|
Interconnect and Noise Immunity Design for the PentiumŪ 4 Processor (continued)
FULL-CHIP WIRE NOISE VERIFICATION The key idea behind the PentiumŪ 4 processor full-chip noise verification is "strobed signaling." A non-restoring node for noise is defined as a node, which if falsely tripped due to noise, will not recover with the passage of time (e.g., domino node or off pass gate latch). A signal is called "strobed," if its logic cone leading to a non-restoring noise node is controlled with a clock (e.g., D1k domino). In this case, the effect of noise on this node may be dependent on clock frequency.
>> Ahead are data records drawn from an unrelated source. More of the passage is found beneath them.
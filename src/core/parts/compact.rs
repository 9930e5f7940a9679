use super::{Particle, ParticleStore};

impl ParticleStore {
    /// Pack live particles into `0..live_count()` keeping their relative
    /// order. Returns `remap[old] = Some(new)` for every slot below the old
    /// high-water mark (`None` for dead ones).
    ///
    /// Only valid between ticks: any slot index cached by a caller is stale
    /// afterwards and must be translated through the remap.
    pub fn compact(&mut self) -> Vec<Option<usize>> {
        let old_high = self.high_water;
        let mut remap = vec![None; old_high];
        let mut next = 0usize;

        for old in 0..old_high {
            if !self.parts[old].is_alive() {
                continue;
            }
            if old != next {
                let (x, y) = self.parts[old].pixel();
                let cat = self.occupancy.remove(x, y, old);
                debug_assert!(cat.is_some(), "live slot {} missing from occupancy", old);
                let energy = cat == Some(crate::spatial::occupancy::Category::Energy);

                self.parts[next] = self.parts[old];
                self.parts[old] = Particle::DEAD;
                self.occupancy.add(x, y, next, energy);
            }
            remap[old] = Some(next);
            next += 1;
        }

        self.high_water = next;
        debug_assert_eq!(next, self.live);
        let parts = &self.parts;
        self.free.rebuild(next, |slot| parts[slot].is_alive());
        remap
    }
}

#[cfg(test)]
mod tests {
    use crate::core::parts::{ParticleStore, SlotHint};

    #[test]
    fn compact_packs_and_preserves_order() {
        let mut s = ParticleStore::new(8, 8, 8);
        for x in 0..6 {
            s.create(SlotHint::Auto, x, 0, 1 + (x as u8 % 2), false).unwrap();
        }
        s.create(SlotHint::Auto, 0, 1, 11, true).unwrap();
        s.kill(1);
        s.kill(4);

        let remap = s.compact();
        assert_eq!(remap, vec![Some(0), None, Some(1), Some(2), None, Some(3), Some(4)]);
        assert_eq!(s.high_water(), 5);
        assert_eq!(s.live_count(), 5);
        assert_eq!(s.part(1).pixel(), (2, 0));
        assert_eq!(s.part(4).element, 11);
        s.check_consistency().unwrap();

        // no holes left, next create grows
        assert_eq!(s.create(SlotHint::Auto, 7, 7, 1, false), Ok(5));
    }
}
As shown with the D1-k example in Figure 13, at a lower frequency, the noise will settle down before the signal is sampled and as such will not fail at the lower frequency. In most cases, the timing of aggressors switching for noise is earlier than predicted by max delay timing analysis due to a reduced Miller Coupling Factor (MCF) in the noise case. Further, the worst noise case is usually on fast silicon at high voltage (good for speed). As such, in most cases, we can ignore the cases leading to a slight frequency slowdown in our analysis. The tricky situations are those that lead to excessive frequency slowdown or even worse, frequency shmoo holes. Before spending valuable CAD tool resources on these non-trivial cases, we needed to convince ourselves that the common benign case is indeed the dominant one and therefore the one on which to base our full-chip wiring methodology. Most full-chip signals are busses (~59,000 out of 72,000 nets), and less than 10% of full-chip signals are "sensitive" (feeding domino receivers or direct pass gate, etc.). Most busses have similar timing among different bits, which should ease the frequency slowdown and shmoo problem. Figure 14 shows the significant effect of this analysis. Most of the effect of this filtering was due to the "required filtering" that characterized frequency slowdown, and very little was due to "valid filtering," which looks for aggressors not switching together.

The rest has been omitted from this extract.